Ouviu muitas sugestões e conselhos. Fez contas. Algumas amigas migraram para longe. Umas pra nunca mais voltar.
Optou pelo que pudesse conseguir mais perto de casa.
Chegou o tempo do vôo solo.
O coração também dava seus sinais. Esqueceu os átrios, válvulas e ventrículos. Era tempo de formar sua família.
Com um colega. Mais fácil de manter as vidas no mesmo ritmo. Sinusial.
Aluguel, contas a pagar, um carro, instrumento de trabalho tão útil quanto o estetoscópio. Com certo status.
E o primeiro filho chegando.
Uma parada para as tarefas de mãe. Ou tocar pra frente?
E em pouco tempo, dividir as alegrias da maternidade com uma equipe de babás com agendas tabeladas pelas leis trabalhistas?
Aprovação em concurso e a opção entre o emprego público, ganhando mais na produção, em vários lugares, ou fazer como quase todo mundo?
Dois. Três. Quatro.
Noites e fins de semana a perder de vida.

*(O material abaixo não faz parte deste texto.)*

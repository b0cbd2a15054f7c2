//! src/routes/mod.rs
mod health_check;
pub use health_check::*;

mod contact;
pub use contact::*;

pub(crate) fn error_chain_fmt(
    e: &impl std::error::Error,
    f: &mut std::fmt::Formatter<'_>,
) -> std::fmt::Result {
    writeln!(f, "{}\n", e)?;
    let mut current = e.source();
    while let Some(cause) = current {
        writeln!(f, "Caused by:\n\t{}", cause)?;
        current = cause.source();
    }
    Ok(())
}
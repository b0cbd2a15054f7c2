use folio::configuration::get_configuration;
use folio::startup::build;
use folio::telemetry::{get_subscriber, init_subscriber};

#[tokio::main]
async fn main() -> Result<(), anyhow::Error> {
    let subscriber = get_subscriber("folio".into(), "info".into(), std::io::stdout);
    init_subscriber(subscriber);

    let config = get_configuration()?;
    let app = build(config).await?;
    tracing::info!(port = app.port(), "Contact intake listening");
    app.run().await?;

    Ok(())
}
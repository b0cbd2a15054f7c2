//! tests/api/submit_flow.rs
//!
//! The client controller posting to the real intake endpoint.

use crate::helpers::setup;
use folio::client::{
    ContactFormController, HttpDispatcher, ModalKind, RecordingPage, SubmitOutcome,
};
use folio::domain::Field;
use wiremock::{matchers::any, Mock, ResponseTemplate};

fn filled_controller() -> ContactFormController<RecordingPage> {
    let mut controller = ContactFormController::new(RecordingPage::default());
    let form = controller.form_mut();
    form.set_value(Field::Name, "Ursula Le Guin");
    form.set_value(Field::Email, "ursula@gmail.com");
    form.set_value(Field::Subject, "Rates & availability");
    form.set_value(Field::Message, "Are you free in May?");
    controller
}

#[tokio::test]
async fn a_valid_form_reaches_the_store_once() {
    // Arrange
    let test = setup().await;
    Mock::given(any())
        .respond_with(ResponseTemplate::new(201))
        .expect(1)
        .mount(&test.email_server)
        .await;
    let dispatcher = HttpDispatcher::new(format!("{}/contact", test.address), None).unwrap();
    let mut controller = filled_controller();

    // Act
    let outcome = controller.submit(&dispatcher).await;

    // Assert
    assert_eq!(outcome, SubmitOutcome::Sent);
    assert_eq!(controller.presenter().visible(), Some(ModalKind::Success));
    assert_eq!(controller.form().value(Field::Subject), "");
    let records = test.store.records().await;
    assert_eq!(records.len(), 1);
    assert_eq!(records[0].submission.subject(), "Rates & availability");
}

#[tokio::test]
async fn a_server_side_rejection_shows_the_error_modal() {
    // Arrange
    let test = setup().await;
    let dispatcher = HttpDispatcher::new(format!("{}/missing", test.address), None).unwrap();
    let mut controller = filled_controller();

    // Act
    let outcome = controller.submit(&dispatcher).await;

    // Assert
    assert_eq!(outcome, SubmitOutcome::Failed);
    assert_eq!(controller.presenter().visible(), Some(ModalKind::Error));
    assert_eq!(controller.form().value(Field::Name), "Ursula Le Guin");
    assert!(test.store.records().await.is_empty());
}
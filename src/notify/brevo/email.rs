//! src/notify/brevo/email.rs
use crate::notify::Correspondent;
use reqwest::Client;
use secrecy::{ExposeSecret, Secret};
use serde::Serialize;

#[derive(Debug, Serialize)]
pub struct Email<'a> {
    sender: &'a Correspondent,
    pub to: Vec<&'a Correspondent>,
    #[serde(rename = "replyTo", skip_serializing_if = "Option::is_none")]
    pub reply_to: Option<&'a Correspondent>,
    pub subject: &'a str,
    #[serde(rename = "textContent")]
    pub text_content: &'a str,
}

pub struct EmailBuilder<'a> {
    sender: &'a Correspondent,
    to: Vec<&'a Correspondent>,
    reply_to: Option<&'a Correspondent>,
    subject: &'a str,
    text_content: &'a str,
}

impl<'a> EmailBuilder<'a> {
    pub fn new(sender: &'a Correspondent) -> Self {
        Self {
            sender,
            to: vec![],
            reply_to: None,
            subject: "",
            text_content: "",
        }
    }

    pub fn to(mut self, correspondent: &'a Correspondent) -> Self {
        self.to.push(correspondent);
        self
    }

    pub fn reply_to(mut self, correspondent: &'a Correspondent) -> Self {
        self.reply_to = Some(correspondent);
        self
    }

    pub fn subject(mut self, subject: &'a str) -> Self {
        self.subject = subject;
        self
    }

    pub fn text_content(mut self, text_content: &'a str) -> Self {
        self.text_content = text_content;
        self
    }

    pub fn build(self) -> Email<'a> {
        Email {
            sender: self.sender,
            to: self.to,
            reply_to: self.reply_to,
            subject: self.subject,
            text_content: self.text_content,
        }
    }
}

#[derive(Debug)]
pub struct EmailClient {
    pub http_client: Client,
    pub url: String,
    pub api_key: Secret<String>,
}

impl EmailClient {
    pub async fn send_email<T>(&self, email: &T) -> Result<reqwest::Response, reqwest::Error>
    where
        T: Serialize,
    {
        let res = self
            .http_client
            .post(&self.url)
            .header("api-key", self.api_key.expose_secret())
            .header("accept", "application/json")
            .json(&email)
            .send()
            .await?
            .error_for_status()?;

        Ok(res)
    }
}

Aceitar o trabalho insalubre, em lugares sem condições para uma assistência digna ou cansar de esperar pelas melhorias, sempre prometidas e nunca vindas?
A hora mais difícil.
No campo de batalha.
Na UTI abafada, infiltrada de mofo, desprotegida, sempre lotada, contaminada pela falta de quase tudo que não seja boa vontade.
Talvez a última dúvida.
Neste ringue, o inimigo desconhecido pode ser enfrentado na cara e na coragem?
O inimigo mortal que já dizimou profissionais da saúde em países muito mais ricos e com hospitais antes considerados bem aparelhados, será dominado à unha, sem os adequados equipamentos de proteção individual?
O célebre juramento é passaporte para o auto-flagelo ou morte heróica?
A Dra. Maria que já fez tantas escolhas, tem agora a mais difícil da sua e para a vida da sua família.
Ela e tantas outras doutoras, enfermeiras e técnicas.
Todas Marias.
Todas Sofias.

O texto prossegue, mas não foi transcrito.